* WORK TO BE COMPLETED *
Whenever the word "CliError" turns up in a line of the data below, copy that line.

= Beginning of Section =

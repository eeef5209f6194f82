// ── Command API ──
//
// Every mutation flows through the `Command` enum and a single processor
// task, so two changes never reach the router at the same time.

use cudy_api::WifiBand;

use crate::error::CoreError;

/// Envelope sent through the command channel with its reply slot.
pub(crate) struct CommandEnvelope {
    pub command: Command,
    pub response_tx: tokio::sync::oneshot::Sender<Result<CommandResult, CoreError>>,
}

/// Every write operation against a router.
#[derive(Debug, Clone, Copy, PartialEq, Eq)]
pub enum Command {
    Reboot,
    SetWifi { band: WifiBand, enabled: bool },
    SetVpn { enabled: bool },
}

impl Command {
    /// Short name used in logs and errors.
    pub fn operation(self) -> &'static str {
        match self {
            Self::Reboot => "reboot",
            Self::SetWifi { .. } => "wifi change",
            Self::SetVpn { .. } => "vpn change",
        }
    }

    /// Whether the snapshot is stale after this command succeeds.
    pub(crate) fn needs_refresh(self) -> bool {
        !matches!(self, Self::Reboot)
    }
}

/// Outcome of a successful command.
#[derive(Debug, Clone, PartialEq, Eq)]
pub enum CommandResult {
    Ok,
}
//! Command dispatch: bridges CLI args -> core Router -> output formatting.

pub mod config_cmd;
pub mod devices;
pub mod snapshot;
pub mod system;
pub mod util;
pub mod vpn;
pub mod watch;
pub mod wifi;

use std::time::Duration;

use cudy_core::{Router, RouterConfig};

use crate::cli::{Command, GlobalOpts};
use crate::config::with_polling;
use crate::error::CliError;

/// Dispatch a router-bound command to the appropriate handler.
///
/// Every command except `watch` runs against a one-shot connection.
pub async fn dispatch(
    cmd: Command,
    mut config: RouterConfig,
    profile: &str,
    global: &GlobalOpts,
) -> Result<(), CliError> {
    let cmd = match cmd {
        Command::Watch(args) => {
            let config = with_polling(config, args.interval);
            return watch::handle(config, profile, &args, global).await;
        }
        other => other,
    };
    if matches!(cmd, Command::Detect) {
        config.model = None;
    }

    let router = Router::new(with_polling(config, Duration::ZERO))?;
    router
        .connect()
        .await
        .map_err(|e| CliError::from(e).for_profile(profile))?;

    let result = match cmd {
        Command::Snapshot(args) => snapshot::handle(&router, &args, global),
        Command::Detect => snapshot::detect(&router, global),
        Command::Devices(args) => devices::handle(&router, args, global),
        Command::Reboot => system::reboot(&router, global).await,
        Command::Wifi(args) => wifi::handle(&router, args, global).await,
        Command::Vpn(args) => vpn::handle(&router, args, global).await,
        // handled before connecting
        Command::Watch(_) | Command::Config(_) | Command::Completions(_) => Ok(()),
    };

    router.disconnect().await;
    result
}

= End of Section =

* RESULT OF THE EXERCISE *
use crate::error::CliError;
) -> Result<(), CliError> {
        .map_err(|e| CliError::from(e).for_profile(profile))?;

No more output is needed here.